|Tackling aircraft routing uncertainties : adjustable cruise speed and fuzzy modelling approach
|Chung, S. H. Nick (ISE)
Chan, T. S. Felix (ISE)
|Airlines -- Management
Airplanes -- Maintenance and repair
Hong Kong Polytechnic University -- Dissertations
|Department of Industrial and Systems Engineering
|xiii, 182 pages : color illustrations
|Aircraft maintenance routing problem (AMRP) is crucial for airline planning due to its significant impact on aircraft utilization and schedule reliability. It is known that allowing flight flying time variability in aircraft re-routing can achieve improved flight connection opportunities, thus higher aircraft utilization and enhanced schedule flexibility. However, the similar impact on aircraft routing is under-explored. In this research, we develop a new AMRP model that incorporates cruise speed control to take advantage of flexibility in fight flying times. In the proposed model, each flight leg is assigned a cruise time window where several leg copies with different cruise times are placed and only one copy can be selected by one flight leg. The objective function is to minimize the sum of aircraft usage costs, idle time costs and fuel-burn related costs so that a critical trade-off between the aircraft utilization and fuel-burn related costs can be examined.

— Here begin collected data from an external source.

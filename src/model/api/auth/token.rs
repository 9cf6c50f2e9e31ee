use std::marker::PhantomData;

use chrono::{serde::ts_seconds, DateTime, Utc};
use jsonwebtoken::{DecodingKey, TokenData, Validation};
use log::{error, warn};
use rocket::{
    http::Status,
    request::{FromRequest, Outcome},
    Request,
};
use serde::{Deserialize, Serialize};

use crate::config::Config;
use crate::error::Error;
use crate::model::{api::id::ApiId, mongodb::Id};
use crate::store::Stores;

use super::user::{Rights, User};

pub const AUTH_TOKEN_COOKIE: &str = "auth_token";

/// An authentication token representing a specific user with specific rights.
///
/// Tokens are issued by the account service; this backend only verifies them.
#[derive(Serialize, Deserialize)]
pub struct AuthToken<U> {
    #[serde(rename = "sub")]
    id: ApiId,
    #[serde(rename = "rgt")]
    pub rights: Rights,
    #[serde(skip)]
    phantom: PhantomData<U>,
}

impl<U> AuthToken<U> {
    /// The ID of the user this token was issued to.
    pub fn id(&self) -> Id {
        self.id.into()
    }

    /// Does this token permit the given rights?
    pub fn permits(&self, target: Rights) -> bool {
        self.rights == target
    }
}

impl<U> AuthToken<U>
where
    U: User,
{
    /// Decode and verify a raw JWT.
    pub fn decode(token: &str, config: &Config) -> Result<Self, Error> {
        let token = jsonwebtoken::decode(
            token,
            &DecodingKey::from_secret(config.jwt_secret()),
            &Validation::default(),
        )
        .map(|claims: TokenData<Claims<U>>| claims.claims.token)?;
        Ok(token)
    }
}

/// Token claims: the token itself plus an expiry datetime.
#[derive(Serialize, Deserialize)]
struct Claims<U> {
    #[serde(flatten, bound = "")]
    token: AuthToken<U>,
    #[serde(rename = "exp", with = "ts_seconds")]
    expire_at: DateTime<Utc>,
}

/// Find the raw token, preferring the cookie over an `Authorization: Bearer` header.
fn raw_token(req: &Request<'_>) -> Option<String> {
    if let Some(cookie) = req.cookies().get(AUTH_TOKEN_COOKIE) {
        return Some(cookie.value().to_string());
    }
    req.headers()
        .get_one("Authorization")
        .and_then(|value| value.strip_prefix("Bearer "))
        .map(|token| token.trim().to_string())
}

fn unauthorized<T>(reason: &str) -> Outcome<T, Error> {
    warn!("Rejected credentials: {reason}");
    Outcome::Failure((Status::Unauthorized, Error::Unauthorized(reason.to_string())))
}

#[rocket::async_trait]
impl<'r, U> FromRequest<'r> for AuthToken<U>
where
    U: User + Send,
{
    type Error = Error;

    /// Get an [`AuthToken`] from the request, verify that it has the correct
    /// rights for this user type, and that the user exists.
    async fn from_request(req: &'r Request<'_>) -> Outcome<Self, Self::Error> {
        let (Some(config), Some(stores)) = (
            req.rocket().state::<Config>(),
            req.rocket().state::<Stores>(),
        ) else {
            error!("Authentication attempted before config and stores were managed");
            return Outcome::Failure((
                Status::InternalServerError,
                Error::Configuration("Server is not fully configured".to_string()),
            ));
        };

        let Some(raw) = raw_token(req) else {
            return unauthorized("no authentication token");
        };

        let token = match Self::decode(&raw, config) {
            Ok(token) => token,
            Err(e) => return unauthorized(&e.to_string()),
        };

        if !token.permits(U::RIGHTS) {
            return unauthorized(&format!("{} rights required", U::RIGHTS));
        }

        match U::exists(stores, token.id()).await {
            Ok(true) => Outcome::Success(token),
            Ok(false) => unauthorized(&format!("no {} with ID {}", U::RIGHTS, token.id)),
            Err(e) => Outcome::Failure((Status::InternalServerError, e)),
        }
    }
}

However, the combination of two intricate sets of decisions, i.e., cruise time for each flight leg and maintenance route for each aircraft, poses significant methodological challenges. To solve the problem efficiently, we first develop an improved ant colony optimization (IACO) algorithm with a new state transition mechanism and a new pheromone updating mechanism to enhance the search efficiency and precision. Then, we propose a matheuristic approach which is comprised of three components: the IACO algorithm, the set partitioning (SP) procedure and the neighborhood search (NS) procedure. The IACO algorithm serves as a route generator, populating a pool of routes with promising feasible aircraft maintenance routes. A SP model, which features the high-quality columns corresponding to the routes in the pool, is solved to produce a possible better solution. This solution is further improved by a NS procedure that iteratively solves the reduced instances to optimality.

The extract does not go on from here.